**Task brief:**
Please write out the data below once more, exactly as it stands.

= Beginning of Section =

/// Spawn a task that writes synthetic wire lines at the headset's rates and
/// feeds them through the regular decoder.
fn spawn_simulator(tx: mpsc::Sender<SensorEvent>) -> JoinHandle<()> {
    tokio::spawn(async move {
        let dt = 1.0 / RAW_HZ;
        let mut ticker =
            tokio::time::interval(Duration::from_secs_f64(SIM_RAW_PER_TICK as f64 * dt));
        let mut t = 0.0_f64;
        let mut tick = 0u64;
        loop {
            ticker.tick().await;
            let mut lines: Vec<String> = (0..SIM_RAW_PER_TICK)
                .map(|i| json!({ "rawEeg": sim_raw(t + i as f64 * dt) }).to_string())
                .collect();
            if tick % SIM_TICKS_PER_EPOCH == 0 {
                lines.push(sim_epoch(t).to_string());
            }
            for line in lines {
                match decode_line(line.as_bytes()) {
                    Ok(Some(sample)) => {
                        if tx.send(SensorEvent::Sample(sample)).await.is_err() {
                            return;
                        }
                    }
                    Ok(None) => {}
                    Err(e) => log::warn!("Simulator produced an invalid line: {e}"),
                }
            }
            t += SIM_RAW_PER_TICK as f64 * dt;
            tick += 1;
        }
    })
}

// ── Rendering ─────────────────────────────────────────────────────────────────

/// Header / body / footer, with the body split into meters and waveform on
/// the left, geometry and electrodes on the right.
fn draw(frame: &mut Frame, ui: &Dashboard) {
    let root = Layout::vertical([
        Constraint::Length(3),
        Constraint::Min(0),
        Constraint::Length(3),
    ])
    .split(frame.area());

    let [left, right] =
        Layout::horizontal([Constraint::Percentage(60), Constraint::Percentage(40)])
            .areas(root[1]);
    let [xp, overdrive, meters, wave] = Layout::vertical([
        Constraint::Length(3),
        Constraint::Length(3),
        Constraint::Length(3),
        Constraint::Min(0),
    ])
    .areas(left);
    let [geometry, electrodes] =
        Layout::vertical([Constraint::Min(0), Constraint::Length(6)]).areas(right);

    draw_header(frame, root[0], ui);
    draw_xp(frame, xp, &ui.snapshot);
    draw_overdrive(frame, overdrive, &ui.snapshot);
    draw_meters(frame, meters, &ui.snapshot);
    draw_waveform(frame, wave, &ui.snapshot);
    draw_geometry(frame, geometry, &ui.snapshot);
    draw_electrodes(frame, electrodes, &ui.snapshot);
    draw_footer(frame, root[2], ui);
}

// ── Header ────────────────────────────────────────────────────────────────────

fn spinner_str() -> &'static str {
    let ms = SystemTime::now()
        .duration_since(UNIX_EPOCH)
        .unwrap_or_default()
        .as_millis();
    SPINNER[(ms / 100) as usize % SPINNER.len()]
}

fn status_color(status: LinkStatus) -> Color {
    match status {
        LinkStatus::Offline => Color::Red,
        LinkStatus::Searching => Color::Yellow,
        LinkStatus::Linked => Color::Green,
    }
}

/// Source, link status, score, level and read-loop counters.
fn draw_header(frame: &mut Frame, area: Rect, ui: &Dashboard) {
    let (label, color) = match &ui.mode {
        AppMode::Connecting(ep) => (format!("{} Connecting to {ep}…", spinner_str()), Color::Yellow),
        AppMode::Streaming(addr) => (format!("● {addr}"), Color::Green),
        AppMode::Simulated => ("◆ Simulated".to_owned(), Color::Cyan),
        AppMode::Idle => {
            let reason = ui
                .last_error
                .as_deref()
                .map(|e| format!(" ({e})"))
                .unwrap_or_default();
            (format!("○ Idle{reason}"), Color::Red)
        }
    };
    let s = &ui.snapshot;

    let line = Line::from(vec![
        Span::styled(
            " THINKGEAR ",
            Style::default().fg(Color::White).add_modifier(Modifier::BOLD),
        ),
        sep(),
        Span::styled(label, Style::default().fg(color).add_modifier(Modifier::BOLD)),
        sep(),
        Span::styled(
            s.link_status.to_string(),
            Style::default().fg(status_color(s.link_status)),
        ),
        sep(),
        Span::styled(
            format!("SCORE {:>8}", s.score),
            Style::default().fg(Color::White).add_modifier(Modifier::BOLD),
        ),
        sep(),
        Span::styled(
            format!("LVL {}", s.level),
            Style::default()
                .fg(Color::LightBlue)
                .add_modifier(Modifier::BOLD),
        ),
        sep(),
        Span::styled(
            format!(
                "{} lines  {} dropped  {} snapshots",
                ui.stats.lines, ui.stats.decode_errors, ui.snapshots
            ),
            Style::default().fg(Color::DarkGray),
        ),
        Span::raw(" "),
    ]);

    frame.render_widget(
        Paragraph::new(line).block(Block::default().borders(Borders::ALL)),
        area,
    );
}

#[inline]
fn sep<'a>() -> Span<'a> {
    Span::styled(" │ ", Style::default().fg(Color::DarkGray))
}

// ── Meters ────────────────────────────────────────────────────────────────────

fn draw_xp(frame: &mut Frame, area: Rect, s: &DerivedState) {
    let ratio = (s.current_xp as f64 / s.max_xp.max(1) as f64).clamp(0.0, 1.0);
    frame.render_widget(
        Gauge::default()
            .block(Block::default().title(" Experience ").borders(Borders::ALL))
            .gauge_style(Style::default().fg(Color::LightBlue))
            .ratio(ratio)
            .label(format!("{} / {} XP", s.current_xp, s.max_xp)),
        area,
    );
}

fn draw_overdrive(frame: &mut Frame, area: Rect, s: &DerivedState) {
    let (color, title) = if s.overdrive_active {
        (Color::Yellow, " ⚡ OVERDRIVE ⚡ ")
    } else {
        (Color::Magenta, " Overdrive ")
    };
    frame.render_widget(
        Gauge::default()
            .block(
                Block::default()
                    .title(Span::styled(
                        title,
                        Style::default().fg(color).add_modifier(Modifier::BOLD),
                    ))
                    .borders(Borders::ALL)
                    .border_style(Style::default().fg(color)),
            )
            .gauge_style(Style::default().fg(color))
            .ratio((s.overdrive_meter as f64 / 100.0).clamp(0.0, 1.0))
            .label(format!("{}%", s.overdrive_meter)),
        area,
    );
}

= End of Section =

**Exercise answer:**
/// Spawn a task that writes synthetic wire lines at the headset's rates and
/// feeds them through the regular decoder.
fn spawn_simulator(tx: mpsc::Sender<SensorEvent>) -> JoinHandle<()> {
    tokio::spawn(async move {
        let dt = 1.0 / RAW_HZ;
        let mut ticker =
            tokio::time::interval(Duration::from_secs_f64(SIM_RAW_PER_TICK as f64 * dt));
        let mut t = 0.0_f64;
        let mut tick = 0u64;
        loop {
            ticker.tick().await;
            let mut lines: Vec<String> = (0..SIM_RAW_PER_TICK)
                .map(|i| json!({ "rawEeg": sim_raw(t + i as f64 * dt) }).to_string())
                .collect();
            if tick % SIM_TICKS_PER_EPOCH == 0 {
                lines.push(sim_epoch(t).to_string());
            }
            for line in lines {
                match decode_line(line.as_bytes()) {
                    Ok(Some(sample)) => {
                        if tx.send(SensorEvent::Sample(sample)).await.is_err() {
                            return;
                        }
                    }
                    Ok(None) => {}
                    Err(e) => log::warn!("Simulator produced an invalid line: {e}"),
                }
            }
            t += SIM_RAW_PER_TICK as f64 * dt;
            tick += 1;
        }
    })
}

// ── Rendering ─────────────────────────────────────────────────────────────────

/// Header / body / footer, with the body split into meters and waveform on
/// the left, geometry and electrodes on the right.
fn draw(frame: &mut Frame, ui: &Dashboard) {
    let root = Layout::vertical([
        Constraint::Length(3),
        Constraint::Min(0),
        Constraint::Length(3),
    ])
    .split(frame.area());

    let [left, right] =
        Layout::horizontal([Constraint::Percentage(60), Constraint::Percentage(40)])
            .areas(root[1]);
    let [xp, overdrive, meters, wave] = Layout::vertical([
        Constraint::Length(3),
        Constraint::Length(3),
        Constraint::Length(3),
        Constraint::Min(0),
    ])
    .areas(left);
    let [geometry, electrodes] =
        Layout::vertical([Constraint::Min(0), Constraint::Length(6)]).areas(right);

    draw_header(frame, root[0], ui);
    draw_xp(frame, xp, &ui.snapshot);
    draw_overdrive(frame, overdrive, &ui.snapshot);
    draw_meters(frame, meters, &ui.snapshot);
    draw_waveform(frame, wave, &ui.snapshot);
    draw_geometry(frame, geometry, &ui.snapshot);
    draw_electrodes(frame, electrodes, &ui.snapshot);
    draw_footer(frame, root[2], ui);
}

// ── Header ────────────────────────────────────────────────────────────────────

fn spinner_str() -> &'static str {
    let ms = SystemTime::now()
        .duration_since(UNIX_EPOCH)
        .unwrap_or_default()
        .as_millis();
    SPINNER[(ms / 100) as usize % SPINNER.len()]
}

fn status_color(status: LinkStatus) -> Color {
    match status {
        LinkStatus::Offline => Color::Red,
        LinkStatus::Searching => Color::Yellow,
        LinkStatus::Linked => Color::Green,
    }
}

/// Source, link status, score, level and read-loop counters.
fn draw_header(frame: &mut Frame, area: Rect, ui: &Dashboard) {
    let (label, color) = match &ui.mode {
        AppMode::Connecting(ep) => (format!("{} Connecting to {ep}…", spinner_str()), Color::Yellow),
        AppMode::Streaming(addr) => (format!("● {addr}"), Color::Green),
        AppMode::Simulated => ("◆ Simulated".to_owned(), Color::Cyan),
        AppMode::Idle => {
            let reason = ui
                .last_error
                .as_deref()
                .map(|e| format!(" ({e})"))
                .unwrap_or_default();
            (format!("○ Idle{reason}"), Color::Red)
        }
    };
    let s = &ui.snapshot;

    let line = Line::from(vec![
        Span::styled(
            " THINKGEAR ",
            Style::default().fg(Color::White).add_modifier(Modifier::BOLD),
        ),
        sep(),
        Span::styled(label, Style::default().fg(color).add_modifier(Modifier::BOLD)),
        sep(),
        Span::styled(
            s.link_status.to_string(),
            Style::default().fg(status_color(s.link_status)),
        ),
        sep(),
        Span::styled(
            format!("SCORE {:>8}", s.score),
            Style::default().fg(Color::White).add_modifier(Modifier::BOLD),
        ),
        sep(),
        Span::styled(
            format!("LVL {}", s.level),
            Style::default()
                .fg(Color::LightBlue)
                .add_modifier(Modifier::BOLD),
        ),
        sep(),
        Span::styled(
            format!(
                "{} lines  {} dropped  {} snapshots",
                ui.stats.lines, ui.stats.decode_errors, ui.snapshots
            ),
            Style::default().fg(Color::DarkGray),
        ),
        Span::raw(" "),
    ]);

    frame.render_widget(
        Paragraph::new(line).block(Block::default().borders(Borders::ALL)),
        area,
    );
}

#[inline]
fn sep<'a>() -> Span<'a> {
    Span::styled(" │ ", Style::default().fg(Color::DarkGray))
}

// ── Meters ────────────────────────────────────────────────────────────────────

fn draw_xp(frame: &mut Frame, area: Rect, s: &DerivedState) {
    let ratio = (s.current_xp as f64 / s.max_xp.max(1) as f64).clamp(0.0, 1.0);
    frame.render_widget(
        Gauge::default()
            .block(Block::default().title(" Experience ").borders(Borders::ALL))
            .gauge_style(Style::default().fg(Color::LightBlue))
            .ratio(ratio)
            .label(format!("{} / {} XP", s.current_xp, s.max_xp)),
        area,
    );
}

fn draw_overdrive(frame: &mut Frame, area: Rect, s: &DerivedState) {
    let (color, title) = if s.overdrive_active {
        (Color::Yellow, " ⚡ OVERDRIVE ⚡ ")
    } else {
        (Color::Magenta, " Overdrive ")
    };
    frame.render_widget(
        Gauge::default()
            .block(
                Block::default()
                    .title(Span::styled(
                        title,
                        Style::default().fg(color).add_modifier(Modifier::BOLD),
                    ))
                    .borders(Borders::ALL)
                    .border_style(Style::default().fg(color)),
            )
            .gauge_style(Style::default().fg(color))
            .ratio((s.overdrive_meter as f64 / 100.0).clamp(0.0, 1.0))
            .label(format!("{}%", s.overdrive_meter)),
        area,
    );
}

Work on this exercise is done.